In 2002, she was invited to be a cast member in the U.S. independent film La Mestiza. She traveled to the United States and continued her career with Fonovideo and Televisa with the telenovela El Amor No Tiene Precio. She was later invited by Telemundo to star in several episodes of the series Decisiones.

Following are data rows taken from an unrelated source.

use axum::http::HeaderValue;
use axum::{extract::Request, middleware::Next, response::Response};
use uuid::Uuid;

pub const REQUEST_ID_HEADER: &str = "x-request-id";

/// Request ID stored in the request extensions.
#[derive(Clone, Debug)]
pub struct RequestId(pub String);

impl RequestId {
    pub fn as_str(&self) -> &str {
        &self.0
    }
}

/// Reuse the caller's `X-Request-ID` or mint a UUID, expose it to the trace
/// span through the request extensions, and echo it on the response.
pub async fn request_id_middleware(mut request: Request, next: Next) -> Response {
    let request_id = request
        .headers()
        .get(REQUEST_ID_HEADER)
        .and_then(|h| h.to_str().ok())
        .filter(|s| !s.is_empty())
        .map(|s| s.to_string())
        .unwrap_or_else(|| Uuid::new_v4().to_string());

    request
        .extensions_mut()
        .insert(RequestId(request_id.clone()));

    let mut response = next.run(request).await;

    if let Ok(header_value) = HeaderValue::from_str(&request_id) {
        response.headers_mut().insert(REQUEST_ID_HEADER, header_value);
    }

    response
}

In an interview in Bold Journey, she had stated:Adaptability: One of my greatest strengths is my ability to adapt to different situations and challenges. This quality has allowed me to navigate through various industries, roles, and job responsibilities with ease. I have the flexibility to adjust my approach and find innovative solutions. Adaptability has empowered me to stay ahead of the curve and thrive in dynamic work environments.

== Filmography ==

=== Television ===

| Year(s) | Title of Television Show | Character | Channel/Television Network |
| 2014 | Violetta | Presenter on YouMix | Disney Channel Latinoamérica |
| 2005-2006 | Decisiones | Various personalities | Telemundo |
| El cuerpo del deseo | Clara |
| El amor no tiene precio | Dr. Ligia Helena | Canal de las Estrellas |
| 1999-2000 | Tabú | Cristina | RCN Televisión |
| 1999-2000 | Alejo, la búsqueda del amor | Alicia Dorada | Caracol Televisión |
| 1998-1999 | ¡Ay cosita linda mamá! | Maryluz Jaramillo |
| 1996-1998 | Prisioneros del amor | Erika Falcón | Cadena Uno |
| 1995 | Mi generación |  | Cinevision |
| 1994-1995 | Paloma | Tatiana | Cadena Uno |
| 1993-1994 | Pasiones secretas | Pachita |
| 1990-1991 | La casa de las dos palmas | Paula 'Paulita' Morales Herreros | Cadena Dos |
| 1990 | El fantasma de mamá |  |  |
| 1989-1990 | Azúcar | Mariana Solaz | Cadena 2 |
| 1988 | El visitante |  |  |
| 1987 | Huracán |  | Cadena Uno |
| 1986 | El ángel de piedra |  |
| 1985 | Imagínate |  |
| 1983 | Pequeños gigantes |  |  |

== Presenter ==

| Year | Títle | Role | Channel |
|  | Supervisor | Presenter | RTI Producciones |
|  | Star Jacks | Proyectamos TV |
|  | Event news | Jorge Barón Televisión |

=== Premios India Catalina ===
India Catalina - Best Child Actress

=== Prize TV and Novelas ===
Nominarions TV and Novelas - Best Presenter.